Database qualification is the process of evaluating, verifying and validating the quality, relevance and accuracy of the data contained in a database. This process usually involves several key steps, such as :

  1. Identification of data relevant to the company or project in question
  2. Verification of data accuracy and consistency, particularly with regard to data entry errors, missing data and duplicates.
  3. Validate data to ensure it meets the quality and relevance standards set by the company.
  4. Updating and enriching data to ensure that it is up-to-date and complete.

It's important to note that database qualification is an ongoing process, requiring regular monitoring and constant updating to ensure that data remains reliable and relevant over time. This is part of a global approach to Data Quality Management (DQM), aimed at ensuring that companies have accurate, relevant and usable information.

Disambiguation: database qualification vs. related concepts

To better understand the specificity of database qualification, it is essential to distinguish it from related concepts such as Data Cleaning, Data Profiling and Data Enrichment. Although these concepts are related and often used in conjunction, they differ in their objectives, scope and methods.

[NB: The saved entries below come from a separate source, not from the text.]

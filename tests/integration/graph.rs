//! Dependency-graph strategy tests.
//!
//! These tests verify that no unit starts before all of its dependencies
//! have completed, that every submitted id gets a result, and that invalid
//! graphs are rejected before anything runs.

use std::collections::{BTreeMap, HashMap};
use std::time::Duration;

use swarm::core::{TaskGraph, TaskId, TaskSpec};
use swarm::error::Error;

use crate::fixtures::{
    chain_graph, diamond_graph, harness, random_dag, task_names, Behaviour, Recorder,
    ScriptedFactory,
};

/// Assert every dependency ended before its dependent started.
fn assert_gated(graph: &TaskGraph, recorder: &Recorder) {
    for (id, spec) in graph.iter() {
        for dep in &spec.dependencies {
            assert!(
                recorder.position(&format!("end {}", dep)) < recorder.position(&format!("start {}", id)),
                "{} started before dependency {} finished: {:?}",
                id,
                dep,
                recorder.order()
            );
        }
    }
}

/// Test: Chain runs strictly in order
#[tokio::test]
async fn test_chain_runs_in_dependency_order() {
    let graph = chain_graph(&["a", "b", "c", "d"]);
    let (orchestrator, recorder) = harness(ScriptedFactory::new());

    let results = orchestrator.run_graph(graph.clone()).await.unwrap();

    assert_eq!(results.len(), 4);
    assert_gated(&graph, &recorder);
    assert_eq!(recorder.peak(), 1);
}

/// Test: Diamond gating with a slow branch
/// Given root -> (left slow, right fast) -> sink
/// When run as a graph
/// Then sink waits for the slow branch and the branches overlap
#[tokio::test]
async fn test_diamond_waits_for_slowest_branch() {
    let graph = diamond_graph();
    let factory = ScriptedFactory::new()
        .with("left", Behaviour::ok().after(60))
        .with("right", Behaviour::ok().after(5));
    let (orchestrator, recorder) = harness(factory);

    let results = orchestrator.run_graph(graph.clone()).await.unwrap();

    assert!(results.values().all(|r| r.success));
    assert_gated(&graph, &recorder);
    assert!(recorder.position("end right") < recorder.position("end left"));
    assert_eq!(recorder.peak(), 2, "independent branches should overlap");
}

/// Test: Gating holds under randomised delays
/// Given several random DAGs of 15 tasks with random delays
/// When each is run as a graph
/// Then no task ever starts before its dependencies finished
#[tokio::test(flavor = "multi_thread", worker_threads = 4)]
async fn test_gating_under_random_delays() {
    for _ in 0..5 {
        let names = task_names(15);
        let graph = random_dag(&names, 0.25);
        let (orchestrator, recorder) =
            harness(ScriptedFactory::new().with_random_delays(&names, 20));

        let results = orchestrator.run_graph(graph.clone()).await.unwrap();

        assert_eq!(results.len(), names.len());
        assert_gated(&graph, &recorder);
    }
}

/// Test: Coverage for graphs of size 0, 1 and N
#[tokio::test]
async fn test_result_keys_match_submitted_ids() {
    for size in [0usize, 1, 9] {
        let names = task_names(size);
        let graph = random_dag(&names, 0.3);
        let (orchestrator, _) = harness(ScriptedFactory::new());

        let results = orchestrator.run_graph(graph.clone()).await.unwrap();

        let expected: Vec<&TaskId> = graph.ids().collect();
        let actual: Vec<&TaskId> = results.keys().collect();
        assert_eq!(actual, expected, "size {}", size);
    }
}

/// Test: Completion, not success, satisfies a dependency
/// Given a task depending on a failing and a panicking task
/// When run as a graph
/// Then the dependent still runs, without their summaries in its context
#[tokio::test]
async fn test_failed_dependencies_still_release_dependents() {
    let graph = TaskGraph::new()
        .with_task("flaky", TaskSpec::new("flaky"))
        .with_task("crashy", TaskSpec::new("crashy"))
        .with_task("solid", TaskSpec::new("solid"))
        .with_task(
            "report",
            TaskSpec::new("report")
                .with_context("summarise")
                .with_dependencies(["flaky", "solid", "crashy"]),
        );
    let factory = ScriptedFactory::new()
        .with("flaky", Behaviour::fail())
        .with("crashy", Behaviour::panic());
    let (orchestrator, recorder) = harness(factory);

    let results = orchestrator.run_graph(graph).await.unwrap();

    assert!(!results[&TaskId::new("flaky")].success);
    assert!(!results[&TaskId::new("crashy")].success);
    assert!(results[&TaskId::new("report")].success);
    assert_eq!(
        recorder.context_of("report").unwrap(),
        "summarise\n\nDependency solid result:\nsolid done"
    );
}

/// Test: Dependency summaries follow declared order, not completion order
#[tokio::test]
async fn test_dependency_context_uses_declared_order() {
    let graph = TaskGraph::new()
        .with_task("slow", TaskSpec::new("slow"))
        .with_task("quick", TaskSpec::new("quick"))
        .with_task(
            "merge",
            TaskSpec::new("merge").with_dependencies(["slow", "quick"]),
        );
    let factory = ScriptedFactory::new()
        .with("slow", Behaviour::ok().after(40))
        .with("quick", Behaviour::ok().after(1));
    let (orchestrator, recorder) = harness(factory);

    orchestrator.run_graph(graph).await.unwrap();

    assert_eq!(
        recorder.context_of("merge").unwrap(),
        "\n\nDependency slow result:\nslow done\n\nDependency quick result:\nquick done"
    );
}

/// Test: Cycles are rejected before anything runs
#[tokio::test]
async fn test_cycle_is_rejected() {
    let graph = TaskGraph::new()
        .with_task("a", TaskSpec::new("a").with_dependencies(["c"]))
        .with_task("b", TaskSpec::new("b").with_dependencies(["a"]))
        .with_task("c", TaskSpec::new("c").with_dependencies(["b"]))
        .with_task("free", TaskSpec::new("free"));
    let (orchestrator, recorder) = harness(ScriptedFactory::new());

    let err = tokio::time::timeout(Duration::from_secs(5), orchestrator.run_graph(graph))
        .await
        .expect("a cycle must not hang")
        .unwrap_err();

    assert!(matches!(err, Error::InvalidGraph(_)));
    assert!(err.to_string().starts_with("invalid dependency graph"));
    assert_eq!(recorder.created(), 0);
}

/// Test: Dangling references are rejected before anything runs
#[tokio::test]
async fn test_unknown_dependency_is_rejected() {
    let mut tasks = HashMap::new();
    tasks.insert(TaskId::new("deploy"), TaskSpec::new("deploy").with_dependencies(["build"]));
    let (orchestrator, recorder) = harness(ScriptedFactory::new());

    let err = orchestrator.run_graph(tasks).await.unwrap_err();

    assert!(matches!(err, Error::InvalidGraph(_)));
    assert!(err.to_string().contains("build"));
    assert_eq!(recorder.created(), 0);
}

/// Test: A factory failure aborts the graph
/// Given a graph where one root cannot be built and another is slow
/// When run as a graph
/// Then the call fails with a setup error and the dependents never run
#[tokio::test]
async fn test_factory_failure_aborts_graph() {
    let graph = TaskGraph::new()
        .with_task("bad", TaskSpec::new("bad"))
        .with_task("after_bad", TaskSpec::new("after_bad").with_dependencies(["bad"]))
        .with_task("slow", TaskSpec::new("slow"));
    let factory = ScriptedFactory::new()
        .unbuildable("bad")
        .with("slow", Behaviour::ok().after(500));
    let (orchestrator, recorder) = harness(factory);

    let err = orchestrator.run_graph(graph).await.unwrap_err();

    assert!(matches!(err, Error::Setup { ref task, .. } if task == "bad"));
    assert!(!recorder.started("after_bad"));
    assert!(orchestrator.list_active().is_empty());
}

/// Test: Later entries win when the same id is inserted twice
#[tokio::test]
async fn test_duplicate_ids_last_write_wins() {
    let mut graph = TaskGraph::new();
    graph.insert("job", TaskSpec::new("first"));
    graph.insert("job", TaskSpec::new("second"));
    let (orchestrator, recorder) = harness(ScriptedFactory::new());

    let results = orchestrator.run_graph(graph).await.unwrap();

    assert_eq!(results.len(), 1);
    assert_eq!(results[&TaskId::new("job")].summary, "second done");
    assert!(!recorder.started("first"));
}

/// Test: A configured graph limit bounds concurrent runs
#[tokio::test]
async fn test_graph_limit() {
    let names = task_names(8);
    let graph: TaskGraph = names
        .iter()
        .map(|n| (n.clone(), TaskSpec::new(n.clone())))
        .collect();
    let factory = names
        .iter()
        .fold(ScriptedFactory::new(), |f, n| f.with(n, Behaviour::ok().after(20)));
    let recorder = factory.recorder.clone();
    let orchestrator =
        swarm::Orchestrator::new(std::sync::Arc::new(factory)).with_graph_limit(Some(3));

    let results: BTreeMap<TaskId, _> = orchestrator.run_graph(graph).await.unwrap();

    assert_eq!(results.len(), 8);
    assert_eq!(recorder.peak(), 3);
}

/// Test: The largest possible graph limit is accepted
/// Given a graph limit of usize::MAX
/// When the graph runs
/// Then independent tasks run together and every task completes
#[tokio::test]
async fn test_maximal_graph_limit_runs_unbounded() {
    let names = task_names(4);
    let graph: TaskGraph = names
        .iter()
        .map(|n| (n.clone(), TaskSpec::new(n.clone())))
        .collect();
    let factory = names
        .iter()
        .fold(ScriptedFactory::new(), |f, n| f.with(n, Behaviour::ok().after(20)));
    let recorder = factory.recorder.clone();
    let orchestrator = swarm::Orchestrator::new(std::sync::Arc::new(factory))
        .with_graph_limit(Some(usize::MAX));

    let results = orchestrator.run_graph(graph).await.unwrap();

    assert_eq!(results.len(), 4);
    assert!(results.values().all(|r| r.success));
    assert_eq!(recorder.peak(), 4);
}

#1 Data Cleaning (or Cleansing)

Data cleansing involves detecting and correcting errors and inconsistencies in data. It is an essential step in the database qualification process, involving the elimination of duplicates, the correction of input errors and the standardization of data formats.

#2 Data Profiling

Data Profiling is the analysis of data to determine its quality, structure and patterns. This process enables us to better understand the data and identify anomalies or potential problems. Data Profiling contributes to database qualification by providing an overview of the current data situation, but does not focus directly on resolving identified problems.

#3 Data Enrichment

Data Enrichment consists of adding additional information or improving the quality of existing data by supplementing, enriching or updating it using external sources or advanced analysis methods.

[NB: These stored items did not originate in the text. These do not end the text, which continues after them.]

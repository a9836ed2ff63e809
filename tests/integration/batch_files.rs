//! Batch files run end to end with shell units.
#![cfg(unix)]

use std::path::PathBuf;
use std::sync::Arc;

use tempfile::TempDir;

use swarm::batch::Batch;
use swarm::config::Config;
use swarm::error::Error;
use swarm::orchestration::{Orchestrator, ShellUnitFactory, Strategy};

/// A batch file written into its own temporary directory.
struct BatchFile {
    _dir: TempDir,
    path: PathBuf,
}

impl BatchFile {
    fn new(name: &str, contents: &str) -> Self {
        let dir = TempDir::new().expect("Failed to create temp directory");
        let path = dir.path().join(name);
        std::fs::write(&path, contents).expect("Failed to write batch file");
        Self { _dir: dir, path }
    }

    fn load(&self) -> Batch {
        Batch::load(&self.path).expect("Failed to load batch")
    }
}

fn shell_orchestrator() -> Orchestrator {
    Orchestrator::from_config(Arc::new(ShellUnitFactory::new()), &Config::default())
}

/// Test: Graph batch threads dependency output through SWARM_CONTEXT
#[tokio::test]
async fn test_graph_batch_end_to_end() {
    let file = BatchFile::new(
        "pipeline.toml",
        r#"
[graph.fetch]
description = "echo fetched"

[graph.show]
description = "printf '%s' \"$SWARM_CONTEXT\""
dependencies = ["fetch"]
"#,
    );
    let batch = file.load();
    let strategy = batch.resolve_strategy(None, Strategy::Parallel);
    assert_eq!(strategy, Strategy::Graph);

    let report = batch
        .run(&shell_orchestrator(), strategy, 2)
        .await
        .unwrap();

    assert!(report.all_succeeded());
    assert_eq!(report.get("fetch").unwrap().summary, "fetched");
    assert_eq!(
        report.get("show").unwrap().summary,
        "Dependency fetch result:\nfetched"
    );
}

/// Test: Parallel JSON batch reports failures per task
#[tokio::test]
async fn test_parallel_batch_reports_failures() {
    let file = BatchFile::new(
        "jobs.json",
        r#"{
            "strategy": "parallel",
            "tasks": [
                {"description": "echo alpha"},
                {"description": "echo broken >&2; exit 2"},
                {"task": "true"}
            ]
        }"#,
    );
    let batch = file.load();

    let report = batch
        .run(&shell_orchestrator(), batch.resolve_strategy(None, Strategy::Sequential), 2)
        .await
        .unwrap();

    assert_eq!(report.strategy, Strategy::Parallel);
    assert_eq!(report.failed(), 1);
    assert_eq!(
        report.render_text(),
        "[ok] unit_0: alpha\n[fail] unit_1: broken\n[ok] unit_2: completed with no output"
    );
}

/// Test: Sequential batch chains stdout into the next command's context
#[tokio::test]
async fn test_sequential_batch_chains_output() {
    let file = BatchFile::new(
        "chain.toml",
        r#"
strategy = "sequential"

[[tasks]]
description = "echo one"

[[tasks]]
description = "printf '%s' \"$SWARM_CONTEXT\""
context = "own notes"
"#,
    );
    let batch = file.load();

    let report = batch
        .run(&shell_orchestrator(), Strategy::Sequential, 1)
        .await
        .unwrap();

    assert!(report.all_succeeded());
    assert_eq!(
        report.get("unit_1").unwrap().summary,
        "Previous step result:\none\n\nown notes"
    );
}

/// Test: A list batch can be run as a graph
#[tokio::test]
async fn test_list_batch_as_graph() {
    let file = BatchFile::new(
        "list.toml",
        r#"
[[tasks]]
description = "echo a"

[[tasks]]
description = "echo b"
"#,
    );
    let report = file
        .load()
        .run(&shell_orchestrator(), Strategy::Graph, 1)
        .await
        .unwrap();

    let keys: Vec<&str> = report.entries.iter().map(|e| e.key.as_str()).collect();
    assert_eq!(keys, vec!["task_0", "task_1"]);
}

/// Test: Invalid batches fail before anything runs
#[tokio::test]
async fn test_invalid_batch_is_rejected() {
    let file = BatchFile::new(
        "cycle.toml",
        r#"
[graph.a]
description = "touch should-not-exist"
dependencies = ["b"]

[graph.b]
description = "touch should-not-exist"
dependencies = ["a"]
"#,
    );
    let batch = file.load();
    assert!(matches!(batch.validate(), Err(Error::InvalidGraph(_))));

    let err = batch
        .run(&shell_orchestrator(), Strategy::Graph, 1)
        .await
        .unwrap_err();
    assert!(err.is_batch_error());
}

#[test]
fn test_malformed_batch_file() {
    let file = BatchFile::new("bad.toml", "[[tasks]]\nmodel = 3\n");
    assert!(matches!(Batch::load(&file.path), Err(Error::TomlParse(_))));
}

Data qualification: a concrete example in e-commerce

Let's take the example of a fictitious e-commerce company, which we'll call "StyleDirect", specializing in the sale of fashion clothing and accessories. StyleDirect has a customer database containing information such as first and last name, e-mail address, telephone number, postal address, purchase history and customer preferences.

Qualifying this database is crucial to ensuring the effectiveness of marketing campaigns, customer satisfaction and, more broadly, company profitability.

Here's a detailed example of the database qualification process for StyleDirect.

#1 Identification of relevant data

StyleDirect determines which data is essential for its activities, for example: contact information, purchase history and customer product and communication preferences.

#2 Data Cleaning

  1. Duplicate removal: StyleDirect identifies and removes duplicate customer records using duplicate detection algorithms based on criteria such as name, email address and phone number.
  2. Error correction: StyleDirect checks and corrects input errors such as typos in names and emails using automatic validation and correction techniques.

#3 Data Profiling

StyleDirect analyzes the quality, structure and patterns of its database to better understand the data and identify anomalies or potential problems. For example, it can detect customers with an unusually high purchase history, which may indicate fraud or a technical problem.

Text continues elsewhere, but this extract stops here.